- _Work request_: Among the entries below, find the lines that hold the word "RemoveAgent" and report them.

- _Record set_:
__________
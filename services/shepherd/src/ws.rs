//! Websocket session layer for Lens clients.
//!
//! One session per connection.  The outbound side is the event-bus
//! subscription for the configured event topic, forwarded verbatim; the
//! inbound side parses client JSON and routes it: initialization requests
//! are answered from the last-message cache on the originating socket,
//! `DIVIDE_CELL` goes to the cell-receive topic, and everything else lands
//! on the shepherd-receive control topic.

use axum::extract::ws::rejection::WebSocketUpgradeRejection;
use axum::extract::ws::{Message, WebSocket, WebSocketUpgrade};
use axum::extract::State;
use axum::http::{header, StatusCode};
use axum::response::{IntoResponse, Response};
use thiserror::Error;
use tokio::sync::broadcast;
use tracing::{debug, info, warn};
use uuid::Uuid;

use shepherd_protocol::{Envelope, Event};

use crate::broker::BrokerError;
use crate::state::AppState;

#[derive(Debug, Error)]
enum SessionError {
    #[error("client JSON: {0}")]
    Json(#[from] serde_json::Error),
    #[error(transparent)]
    Broker(#[from] BrokerError),
    #[error("socket send: {0}")]
    Socket(#[from] axum::Error),
}

pub async fn ws_handler(
    ws: Result<WebSocketUpgrade, WebSocketUpgradeRejection>,
    State(state): State<AppState>,
) -> Response {
    match ws {
        Ok(upgrade) => upgrade
            .on_upgrade(move |socket| handle_session(socket, state))
            .into_response(),
        Err(rejection) => {
            debug!(error = %rejection, "websocket upgrade failed");
            (
                StatusCode::BAD_REQUEST,
                [(header::CONTENT_TYPE, "application/text")],
                "must connect using websocket request",
            )
                .into_response()
        }
    }
}

async fn handle_session(mut socket: WebSocket, state: AppState) {
    let session = Uuid::new_v4();
    let event_topic = state.config.topics.event.clone();
    let mut updates = state.bus.subscribe(&event_topic).await;
    info!(session = %session, topic = %event_topic, "lens client connected");

    loop {
        tokio::select! {
            update = updates.recv() => match update {
                Ok(payload) => {
                    if socket.send(Message::Text(payload)).await.is_err() {
                        break;
                    }
                }
                Err(broadcast::error::RecvError::Lagged(skipped)) => {
                    warn!(session = %session, skipped, "client lagging; skipped updates");
                }
                Err(broadcast::error::RecvError::Closed) => break,
            },
            inbound = socket.recv() => match inbound {
                Some(Ok(Message::Text(text))) => {
                    if let Err(error) = handle_client_message(&mut socket, &state, &text).await {
                        warn!(session = %session, %error, "client message failed");
                    }
                }
                Some(Ok(Message::Ping(data))) => {
                    if socket.send(Message::Pong(data)).await.is_err() {
                        break;
                    }
                }
                Some(Ok(Message::Close(_))) | None => break,
                Some(Ok(_)) => {}
                Some(Err(error)) => {
                    warn!(session = %session, %error, "websocket receive error");
                    break;
                }
            },
        }
    }
    info!(session = %session, "lens client disconnected");
}

async fn handle_client_message(
    socket: &mut WebSocket,
    state: &AppState,
    text: &str,
) -> Result<(), SessionError> {
    let envelope: Envelope = shepherd_protocol::json::from_slice(text.as_bytes())?;
    match envelope.parsed_event() {
        // Late joiners get the whole last-message map as their snapshot.
        Some(Event::Initialize | Event::VisualizationInitialize) => {
            let snapshot = {
                let cache = state.last_messages.read().await;
                serde_json::to_string(&*cache)?
            };
            socket.send(Message::Text(snapshot)).await?;
        }
        Some(Event::DivideCell) => {
            state
                .producer
                .send(&state.config.topics.cell_receive, &envelope)
                .await?;
        }
        _ => {
            state
                .producer
                .send(&state.config.topics.shepherd_receive, &envelope)
                .await?;
        }
    }
    Ok(())
}
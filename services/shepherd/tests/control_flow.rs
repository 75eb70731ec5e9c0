//! End-to-end control flow over the in-process broker: publish control
//! messages on shepherd-receive, let the gateway poll loop dispatch them,
//! and observe the registry and the agent-receive topic.

use std::collections::HashSet;
use std::sync::Arc;
use std::time::Duration;

use serde_json::json;
use tokio::sync::watch;

use shepherd::broker::{MemoryBroker, MessageConsumer, MessageProducer};
use shepherd::config::ShepherdConfig;
use shepherd::{gateway, supervisor, AppState};
use shepherd_protocol::{Envelope, Event};

fn test_config() -> ShepherdConfig {
    let mut config = ShepherdConfig::default();
    // Tests never wait out a full termination timeout.
    config.agents.shutdown_timeout_secs = 0;
    config
}

/// Spin up state plus a running poll loop against a fresh hub.
async fn start_service() -> (AppState, MemoryBroker) {
    let hub = MemoryBroker::new();
    let config = Arc::new(test_config());
    let consumer = hub.consumer(&config.broker.subscribe).await;
    let state = AppState::new(config, Arc::new(hub.producer()));
    let (fatal_tx, _fatal_rx) = watch::channel(false);
    tokio::spawn(gateway::run_poll_loop(
        Box::new(consumer),
        state.clone(),
        fatal_tx,
    ));
    (state, hub)
}

fn add_agent_envelope(agent_id: &str, agent_type: &str) -> Envelope {
    Envelope {
        event: Some(Event::AddAgent.as_wire().to_owned()),
        agent_id: Some(agent_id.to_owned()),
        agent_type: Some(agent_type.to_owned()),
        agent_config: Some(
            json!({"boot": ["sh", "-c", "sleep 60"], "sleep_ms": 60000})
                .as_object()
                .unwrap()
                .clone(),
        ),
        ..Envelope::default()
    }
}

/// Poll `predicate` until it holds or five seconds pass.
async fn wait_until<F, Fut>(mut predicate: F) -> bool
where
    F: FnMut() -> Fut,
    Fut: std::future::Future<Output = bool>,
{
    for _ in 0..250 {
        if predicate().await {
            return true;
        }
        tokio::time::sleep(Duration::from_millis(20)).await;
    }
    false
}

#[tokio::test]
async fn add_agent_then_report_status() {
    let (state, hub) = start_service().await;
    hub.producer()
        .send("shepherd-receive", &add_agent_envelope("a1", "noop"))
        .await
        .unwrap();

    assert!(
        wait_until(|| async { !state.registry.read().await.is_empty() }).await,
        "agent never appeared in the registry"
    );

    let statuses = supervisor::status(&state).await;
    assert_eq!(statuses.len(), 1);
    let status = &statuses[0];
    assert_eq!(status.agent_id, "a1");
    assert_eq!(status.agent_type, "noop");
    assert!(status.alive);
    assert_eq!(status.agent_config["sleep_ms"], json!(60000));
    // The injected broker coordinates ride along in the config.
    assert_eq!(status.agent_config["kafka_config"]["subscribe"], json!([]));

    supervisor::shutdown_all(&state).await;
}

#[tokio::test]
async fn add_then_remove_leaves_no_record_and_no_process() {
    let (state, hub) = start_service().await;
    let producer = hub.producer();
    producer
        .send("shepherd-receive", &add_agent_envelope("x1", "noop"))
        .await
        .unwrap();
    assert!(wait_until(|| async { state.registry.read().await.contains_key("x1") }).await);

    let process = Arc::clone(&state.registry.read().await["x1"].process);

    let mut remove = Envelope::for_agent(Event::RemoveAgent, "x1");
    remove.agent_type = None;
    producer.send("shepherd-receive", &remove).await.unwrap();

    assert!(
        wait_until(|| async { !state.registry.read().await.contains_key("x1") }).await,
        "agent was not removed"
    );
    assert!(!process.alive().await);
}

#[tokio::test]
async fn remove_by_prefix_spares_other_agents() {
    let (state, hub) = start_service().await;
    let producer = hub.producer();
    let mut commands = hub.consumer(&["agent-receive".to_owned()]).await;

    for id in ["cell-1", "cell-2", "env-1"] {
        producer
            .send("shepherd-receive", &add_agent_envelope(id, "cell"))
            .await
            .unwrap();
    }
    assert!(wait_until(|| async { state.registry.read().await.len() == 3 }).await);

    let remove = Envelope {
        event: Some(Event::RemoveAgent.as_wire().to_owned()),
        prefix: Some("cell-".to_owned()),
        ..Envelope::default()
    };
    producer.send("shepherd-receive", &remove).await.unwrap();

    assert!(
        wait_until(|| async {
            let registry = state.registry.read().await;
            registry.len() == 1 && registry.contains_key("env-1")
        })
        .await,
        "prefix removal did not converge on env-1 alone"
    );

    // One SHUTDOWN_AGENT per removed agent, order unspecified.
    let mut shut_down = HashSet::new();
    for _ in 0..2 {
        let delivery = commands.poll().await.unwrap();
        let envelope = shepherd_protocol::decode(&delivery.payload).unwrap();
        assert_eq!(envelope.parsed_event(), Some(Event::ShutdownAgent));
        shut_down.insert(envelope.agent_id.unwrap());
    }
    assert_eq!(
        shut_down,
        HashSet::from(["cell-1".to_owned(), "cell-2".to_owned()])
    );

    supervisor::shutdown_all(&state).await;
}

#[tokio::test]
async fn pause_all_broadcasts_one_command_per_agent() {
    let (state, hub) = start_service().await;
    let producer = hub.producer();
    let mut commands = hub.consumer(&["agent-receive".to_owned()]).await;

    for id in ["a", "b", "c"] {
        producer
            .send("shepherd-receive", &add_agent_envelope(id, "noop"))
            .await
            .unwrap();
    }
    assert!(wait_until(|| async { state.registry.read().await.len() == 3 }).await);

    producer
        .send("shepherd-receive", &Envelope::for_event(Event::PauseAll))
        .await
        .unwrap();

    let mut paused = HashSet::new();
    for _ in 0..3 {
        let delivery = commands.poll().await.unwrap();
        let envelope = shepherd_protocol::decode(&delivery.payload).unwrap();
        assert_eq!(envelope.parsed_event(), Some(Event::PauseAgent));
        paused.insert(envelope.agent_id.unwrap());
    }
    assert_eq!(
        paused,
        HashSet::from(["a".to_owned(), "b".to_owned(), "c".to_owned()])
    );

    supervisor::shutdown_all(&state).await;
}

/// An undecodable record on the control topic does not stall the loop.
#[tokio::test]
async fn poll_loop_survives_garbage_records() {
    let (state, hub) = start_service().await;
    let producer = hub.producer();

    let mut garbage = Vec::new();
    shepherd_protocol::chunk::write_chunk(
        &mut garbage,
        shepherd_protocol::chunk::TAG_JSON,
        b"{broken",
        false,
    )
    .unwrap();
    producer
        .send_bytes("shepherd-receive", garbage)
        .await
        .unwrap();
    producer
        .send("shepherd-receive", &add_agent_envelope("after", "noop"))
        .await
        .unwrap();

    assert!(
        wait_until(|| async { state.registry.read().await.contains_key("after") }).await,
        "record after garbage was not processed"
    );
    supervisor::shutdown_all(&state).await;
}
__________
- _Answer section_:
    let mut remove = Envelope::for_agent(Event::RemoveAgent, "x1");
        event: Some(Event::RemoveAgent.as_wire().to_owned()),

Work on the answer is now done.